İstanbul’un fethinden çıkaracağımız en büyük sonuç, gönüllerin imar edilmesi. Şehirler bir şekilde imar ediliyor, ancak yaralı kalplerin imarı, tamiri, gönüllerin fethinden geçiyor.
Çünkü biz, kendimizi bildik bileli, gönlü yüce olanın, gönüllerimizi fethedenin arkasından nasıl gittiğimizi bilemedik.
Çünkü, Gönül fetholundu mu, o insanın ardı sıra yürünmez, kanatlanıp uçarcasına koşar gidilir denmiştir. Gönül fetholundu mu, aşılmazlar aşılır, imkansız denilenler kolaylaşır, kilitler kırılır, kapılır açılır, sisler dağılır, yollar açılır, fetih rüya olmaktan çıkar, hakikat olur.
BATI, BU FETHİ İÇİNE SİNDİREMEDİ!
İstanbul'un fethinin üzerinden 567 yıl geçmesine rağmen, bu fethi içine sindiremeyenler, kabullenemeyenler o kadar çok ki…
İstanbul Türklere bırakılmayacak kadar önemlidir diye propaganda yarışına girenlerin sayısı her geçen gün daha da artıyor.
Yunanistan yıllardır İstanbul'u kendi sınırları içerisinde göstermekten çekinmedi. Yunanistan da az İstanbul aratmadı gelenlere!

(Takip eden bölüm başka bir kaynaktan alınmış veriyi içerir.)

//! Adapters which combine each element with its neighbour.
//!
//! [`BackPeeking`] looks one element behind, [`ForwardPeeking`] one element
//! ahead. Both hold exactly one element of state and refresh it exactly once
//! per element produced. Where no real neighbour exists (before the first
//! element, after the last) a caller-supplied placeholder stands in.

use crate::{cursor::{pull, Cursor}, error::{Error, Result}};

/// Maps each element together with the element before it.
///
/// For input `[a, b, c]` with placeholder `z` this yields
/// `[f(z, a), f(a, b), f(b, c)]`.
pub struct BackPeeking<C: Cursor, F> {
    parent: C,
    first_previous: C::Item,
    previous: Option<C::Item>,
    mapper: F
}

impl<C: Cursor, F> BackPeeking<C, F> {
    /// Wrap `parent`, using `first_previous` as the neighbour of the first element.
    #[inline]
    pub const fn new(parent: C, first_previous: C::Item, mapper: F) -> Self {
        Self { parent, first_previous, previous: None, mapper }
    }
}

impl<C, F, U> Cursor for BackPeeking<C, F>
    where
        C: Cursor,
        F: FnMut(&C::Item, &C::Item) -> U
{
    type Item = U;

    #[inline]
    fn more(&mut self) -> bool { self.parent.more() }

    fn take(&mut self) -> Result<U> {
        let current = self.parent.take()?;
        let previous = self.previous.as_ref().unwrap_or(&self.first_previous);
        let result = (self.mapper)(previous, &current);
        self.previous = Some(current);
        Ok(result)
    }

    /// Removal is forwarded, as the element taken is always the parent's
    /// most recent one.
    #[inline]
    fn remove_current(&mut self) -> Result<()> { self.parent.remove_current() }
}

/// Maps each element together with the element after it.
///
/// For input `[a, b, c]` with placeholder `z` this yields
/// `[f(a, b), f(b, c), f(c, z)]`.
///
/// The first [`more`](Cursor::more) primes one element from the parent into
/// `current`; each [`take`](Cursor::take) then pulls the following element,
/// combines the pair and shifts it into `current`. The `started` flag
/// separates "not yet primed" from "primed and nothing left".
pub struct ForwardPeeking<C: Cursor, F> {
    parent: C,
    last_next: C::Item,
    current: Option<Result<C::Item>>,
    started: bool,
    mapper: F
}

impl<C: Cursor, F> ForwardPeeking<C, F> {
    /// Wrap `parent`, using `last_next` as the neighbour of the final element.
    #[inline]
    pub const fn new(parent: C, last_next: C::Item, mapper: F) -> Self {
        Self { parent, last_next, current: None, started: false, mapper }
    }
}

impl<C, F, U> Cursor for ForwardPeeking<C, F>
    where
        C: Cursor,
        F: FnMut(&C::Item, &C::Item) -> U
{
    type Item = U;

    #[inline]
    fn more(&mut self) -> bool {
        if !self.started {
            self.started = true;
            self.current = pull(&mut self.parent);
        }
        self.current.is_some()
    }

    fn take(&mut self) -> Result<U> {
        if !self.more() {
            return Err(Error::Exhausted);
        }
        let current = self.current.take().unwrap_or(Err(Error::Exhausted))?;

        match pull(&mut self.parent).transpose()? {
            Some(next) => {
                let result = (self.mapper)(&current, &next);
                self.current = Some(Ok(next));
                Ok(result)
            },
            None => Ok((self.mapper)(&current, &self.last_next))
        }
    }
}

#[cfg(test)]
mod tests {
    use super::*;
    use crate::cursor::{IterCursor, Traversal};
    use proptest::prelude::*;

    #[test]
    fn forward_uses_placeholder_last() {
        let cursor = ForwardPeeking::new(
            IterCursor::new(['a', 'b', 'c'].into_iter()),
            'z',
            |c: &char, n: &char| format!("{c}{n}")
        );
        assert_eq!(Traversal::new(cursor).collect::<Vec<_>>(), ["ab", "bc", "cz"]);
    }

    #[test]
    fn back_uses_placeholder_first() {
        let cursor = BackPeeking::new(
            IterCursor::new(['a', 'b', 'c'].into_iter()),
            'z',
            |p: &char, c: &char| format!("{p}{c}")
        );
        assert_eq!(Traversal::new(cursor).collect::<Vec<_>>(), ["za", "ab", "bc"]);
    }

    #[test]
    fn forward_primes_lazily() {
        let mut pulled = 0;
        let parent = crate::adapters::Inspect::new(IterCursor::new(1..=3), |_: &i32| pulled += 1);
        let mut cursor = ForwardPeeking::new(parent, 0, |c: &i32, n: &i32| c + n);

        assert!(cursor.more());
        assert!(cursor.more());
        assert_eq!(cursor.take(), Ok(3));
        assert_eq!(cursor.take(), Ok(5));
        assert_eq!(cursor.take(), Ok(3));
        assert!(!cursor.more());
        assert_eq!(cursor.take(), Err(Error::Exhausted));
        drop(cursor);
        assert_eq!(pulled, 3);
    }

    #[test]
    fn forward_over_empty() {
        let mut cursor = ForwardPeeking::new(IterCursor::new(0..0), 9, |c: &i32, n: &i32| c + n);
        assert!(!cursor.more());
        assert_eq!(cursor.take(), Err(Error::Exhausted));
    }

    proptest! {
        #![proptest_config(ProptestConfig::with_cases(2_048))]

        #[test]
        fn forward_matches_windows(collection in any::<Vec<u8>>(), last in any::<u8>()) {
            let cursor = ForwardPeeking::new(
                IterCursor::new(collection.iter().copied()),
                last,
                |c: &u8, n: &u8| (*c, *n)
            );

            let mut expected: Vec<_> = collection.windows(2).map(|w| (w[0], w[1])).collect();
            if let Some(tail) = collection.last() {
                expected.push((*tail, last));
            }

            prop_assert_eq!(Traversal::new(cursor).collect::<Vec<_>>(), expected);
        }

        #[test]
        fn back_matches_windows(collection in any::<Vec<u8>>(), first in any::<u8>()) {
            let cursor = BackPeeking::new(
                IterCursor::new(collection.iter().copied()),
                first,
                |p: &u8, c: &u8| (*p, *c)
            );

            let expected: Vec<_> = core::iter::once(first)
                .chain(collection.iter().copied())
                .zip(collection.iter().copied())
                .collect();

            prop_assert_eq!(Traversal::new(cursor).collect::<Vec<_>>(), expected);
        }
    }
}
//! Numerical evaluation of expressions.
//!
//! An expression is evaluated against a [`Ctxt`](ctxt::Ctxt) that binds variable names to
//! numbers. Evaluation fails with a [`SymbolicEvaluationError`](error::SymbolicEvaluationError)
//! if the expression uses a variable the context does not bind, or divides by exactly zero.
//!
//! ```
//! use symexpr_compute::{make_expression, numerical::{ctxt::Ctxt, eval::Eval}};
//!
//! let expr = make_expression("((x*x) + (y*y))").unwrap();
//! let ctxt = Ctxt::from_iter([("x", 2.0), ("y", 3.0)]);
//! assert_eq!(expr.eval(&ctxt).unwrap(), 13.0);
//! ```

pub mod ctxt;
pub mod error;
pub mod eval;
//! Simplification of expressions by local rewrite rules.
//!
//! [`simplify`] makes a single post-order pass over the expression: the operands of a node are
//! simplified first, then the first rule in [`rules`] that matches the node is applied to it. The
//! rules are:
//!
//! 1. Constant folding: an operation on two numbers is replaced by its result. Division is only
//!    folded when the divisor is not zero, so simplification never fails.
//! 2. Identities: `a+0 = 0+a = a`, `a-0 = a`, `a*0 = 0*a = 0`, `a*1 = 1*a = a`, `a/1 = a`.
//!
//! Nodes that no rule matches are kept, with their simplified operands. No further algebra is
//! done; in particular like terms are not combined, so `x + x` stays as it is.
//!
//! Because every rule either produces a number or hands back one of the already simplified
//! operands, the output of [`simplify`] is left unchanged by simplifying it again.
//!
//! ```
//! use symexpr_compute::{make_expression, symbolic::{expr::var, simplify}};
//!
//! let expr = make_expression("(0 + x)").unwrap();
//! assert_eq!(simplify(&expr), var("x"));
//! ```

pub mod rules;
pub mod step;

use step::Step;
use super::{expr::Expr, step_collector::StepCollector};

/// Simplifies the given expression.
pub fn simplify(expr: &Expr) -> Expr {
    simplify_with(expr, &mut ())
}

/// Simplifies the given expression, collecting the applied rules into the given step collector in
/// the order they were applied.
pub fn simplify_with(expr: &Expr, step_collector: &mut dyn StepCollector<Step>) -> Expr {
    match expr {
        Expr::Num(_) | Expr::Var(_) => expr.clone(),
        Expr::BinOp(op, lhs, rhs) => {
            let node = Expr::BinOp(
                *op,
                Box::new(simplify_with(lhs, step_collector)),
                Box::new(simplify_with(rhs, step_collector)),
            );
            rules::all(&node, step_collector).unwrap_or(node)
        },
    }
}

/// Simplifies the given expression, returning the simplified expression and the steps taken to
/// simplify it.
pub fn simplify_with_steps(expr: &Expr) -> (Expr, Vec<Step>) {
    let mut steps = Vec::new();
    let simplified = simplify_with(expr, &mut steps);
    (simplified, steps)
}

impl Expr {
    /// Simplifies the expression. See [`simplify`] for more information.
    pub fn simplify(&self) -> Expr {
        simplify(self)
    }
}

#[cfg(test)]
mod tests {
    use pretty_assertions::assert_eq;
    use rstest::rstest;
    use crate::{
        make_expression,
        symbolic::expr::{add, div, mul, num, sub, var},
    };
    use super::*;

    #[rstest]
    #[case(add(2, 3), num(5.0))]
    #[case(sub(2, 3), num(-1.0))]
    #[case(mul(2.5, 4), num(10.0))]
    #[case(div(1, 4), num(0.25))]
    #[case(add("x", 0), var("x"))]
    #[case(add(0, "x"), var("x"))]
    #[case(sub("x", 0), var("x"))]
    #[case(mul("x", 0), num(0.0))]
    #[case(mul(0, "x"), num(0.0))]
    #[case(mul("x", 1), var("x"))]
    #[case(mul(1, "x"), var("x"))]
    #[case(div("x", 1), var("x"))]
    fn single_rule(#[case] expr: Expr, #[case] expected: Expr) {
        assert_eq!(simplify(&expr), expected);
    }

    #[rstest]
    #[case(sub(0, "x"))]
    #[case(div(1, "x"))]
    #[case(div(0, "x"))]
    #[case(add("x", "x"))]
    #[case(div("x", 0))]
    #[case(div(1, 0))]
    fn irreducible(#[case] expr: Expr) {
        assert_eq!(simplify(&expr), expr);
    }

    #[test]
    fn zero_plus_x() {
        let expr = make_expression("(0 + x)").unwrap();
        assert_eq!(expr.simplify(), var("x"));
    }

    #[test]
    fn operands_first() {
        // (x*1) + (2*3) -> x + 6
        assert_eq!(simplify(&add(mul("x", 1), mul(2, 3))), add("x", 6));

        // ((y-0) * (1+0)) / (4-3) -> y
        assert_eq!(simplify(&div(mul(sub("y", 0), add(1, 0)), sub(4, 3))), var("y"));

        // (x*0) + (0*y) -> 0
        assert_eq!(simplify(&add(mul("x", 0), mul(0, "y"))), num(0.0));
    }

    #[test]
    fn divisor_folding_to_zero_is_kept() {
        assert_eq!(simplify(&div("x", sub(2, 2))), div("x", 0));
        assert_eq!(simplify(&div(3, mul("y", 0))), div(3, 0));
    }

    #[test]
    fn steps_in_application_order() {
        let (simplified, steps) = simplify_with_steps(&add(mul("x", 1), sub(mul(2, 3), 0)));
        assert_eq!(simplified, add("x", 6));
        assert_eq!(steps, vec![Step::MultiplyOne, Step::ConstantFold, Step::ConstantFold]);

        let (simplified, steps) = simplify_with_steps(&sub(mul("y", 1), 0));
        assert_eq!(simplified, var("y"));
        assert_eq!(steps, vec![Step::MultiplyOne, Step::SubtractZero]);

        let (_, steps) = simplify_with_steps(&add("x", "y"));
        assert!(steps.is_empty());
    }

    #[rstest]
    #[case(add(mul("x", 1), mul(2, 3)))]
    #[case(div(sub(mul(0, "x"), mul(1, 1)), mul("x", "x")))]
    #[case(mul(add(0, div("x", 1)), sub(add(1, 1), 2)))]
    #[case(div(add(1, 2), sub(mul("a", 0), 0)))]
    #[case(add(mul(add(mul(1, "x"), mul("x", 1)), 0), sub("y", mul(0, "z"))))]
    fn idempotent(#[case] expr: Expr) {
        let once = simplify(&expr);
        assert_eq!(simplify(&once), once);
    }

    #[test]
    fn input_is_untouched() {
        let expr = add(0, "x");
        let before = expr.clone();
        let _ = simplify(&expr);
        assert_eq!(expr, before);
    }
}
//! The abstract syntax tree produced by the parser.
//!
//! Every node keeps the span of source code it was parsed from, so that later stages can point
//! back at the input when something goes wrong.

pub mod binary;
pub mod expr;
pub mod literal;

pub use binary::Binary;
pub use expr::Expr;
pub use literal::{Literal, LitNum, LitSym};
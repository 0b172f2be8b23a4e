use std::fmt;

#[cfg(feature = "serde")]
use serde::{Deserialize, Serialize};

/// A rewrite applied to a single node while simplifying an expression.
#[derive(Debug, Clone, Copy, PartialEq, Eq, Hash)]
#[cfg_attr(feature = "serde", derive(Serialize, Deserialize))]
pub enum Step {
    /// An operation on two numbers was replaced by its result.
    ConstantFold,

    /// `a+0 = a`
    /// `0+a = a`
    AddZero,

    /// `a-0 = a`
    SubtractZero,

    /// `a*0 = 0`
    /// `0*a = 0`
    MultiplyZero,

    /// `a*1 = a`
    /// `1*a = a`
    MultiplyOne,

    /// `a/1 = a`
    DivideOne,
}

impl fmt::Display for Step {
    fn fmt(&self, f: &mut fmt::Formatter) -> fmt::Result {
        match self {
            Self::ConstantFold => write!(f, "evaluate an operation on two numbers"),
            Self::AddZero => write!(f, "adding zero: a + 0 = a"),
            Self::SubtractZero => write!(f, "subtracting zero: a - 0 = a"),
            Self::MultiplyZero => write!(f, "multiplying by zero: a * 0 = 0"),
            Self::MultiplyOne => write!(f, "multiplying by one: a * 1 = a"),
            Self::DivideOne => write!(f, "dividing by one: a / 1 = a"),
        }
    }
}
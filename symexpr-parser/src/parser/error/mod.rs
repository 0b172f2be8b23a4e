pub mod kind;

/// A parsing error, pointing at the regions of the source code it originated from.
pub use symexpr_error::Error;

İstanbul dünya şehridir, beynelmileldir, Türklerin olduğu kadar aynı zamanda bizimdir, bizimde bu şehir üzerinde söz söyleme hakkımız var diye yazanlar, çizenler, düşünenler de sayılamayacak kadar çok.
İstanbul’a Konstantinopolis deme ısrarına, bıkmadan, usanmadan, yılmadan devam etmeleri de ondan…567 yıldır bizim olan İstanbul’a sımsıkı sarılmış, tutunmuş bırakmıyorlar!
FATİH SULTAN MEHMET GİBİ BİR ULU HÜNKAR VARKEN!
Hatırlarsanız, her fetih günü, İstanbul’u tekrar-tekrar yeniden fethetmeye kalkan söylemler, konuşmalar yapılır durur.
Şehri fethetmiş, fetih adına tescillenmiş Fatih Sultan Mehmet gibi bir ulu Hünkar varken, İstanbul’u yeniden feth etmeye kalkmak,
Kalkışmak neyin nesi, nereden çıktı diye soran da yok!
Bunlar yapılacağına keşke, başta Fatih Sultan Mehmet olmak üzere, Ak Şemsettin’e, Ulubatlı Hasan’a, ve İstanbul’u fethederken şehit düşen, İstanbul’a ilk giren isimsiz kahramanların cümlesinin ruhlarına gözyaşlarıyla birer Fatiha gönderenlerden olsaydık!
BUGÜN 29 MAYIS!
Asırlardır bizim İstanbul, taşıyla, toprağıyla, ruhuyla bizim. Onun içindir ki, İstanbul'u benden, beni İstanbul'dan ayıramıyorlar...
Beni bu şehre aşık etmişler, şehri de bana...
Sevdiren sevdirmişse, kime ne?
Yüzyıllardır, hiçbir haset, hiçbir fitne, hiçbir kıskanç göz bozamamış onunla aramızdaki sevgiyi.
Bugün 29 Mayıs...
Ulubatlı Hasan'ların ruhu dolaşıyor İstanbul'da...
Fatih Sultan Mehmet Han, beyaz atının üzerinde bir tepeden bakıyor İstanbul'a...
Ak Şemsettin yanı başında...
Ebu Eyyûb el-Ensarî gülümsüyor yüzlerine...
Kaç yıl olmuş, ne kadar geçmiş hiç önemli değil...
Çünkü, bu İstanbul, bizim İstanbul ve bugün 29 Mayıs!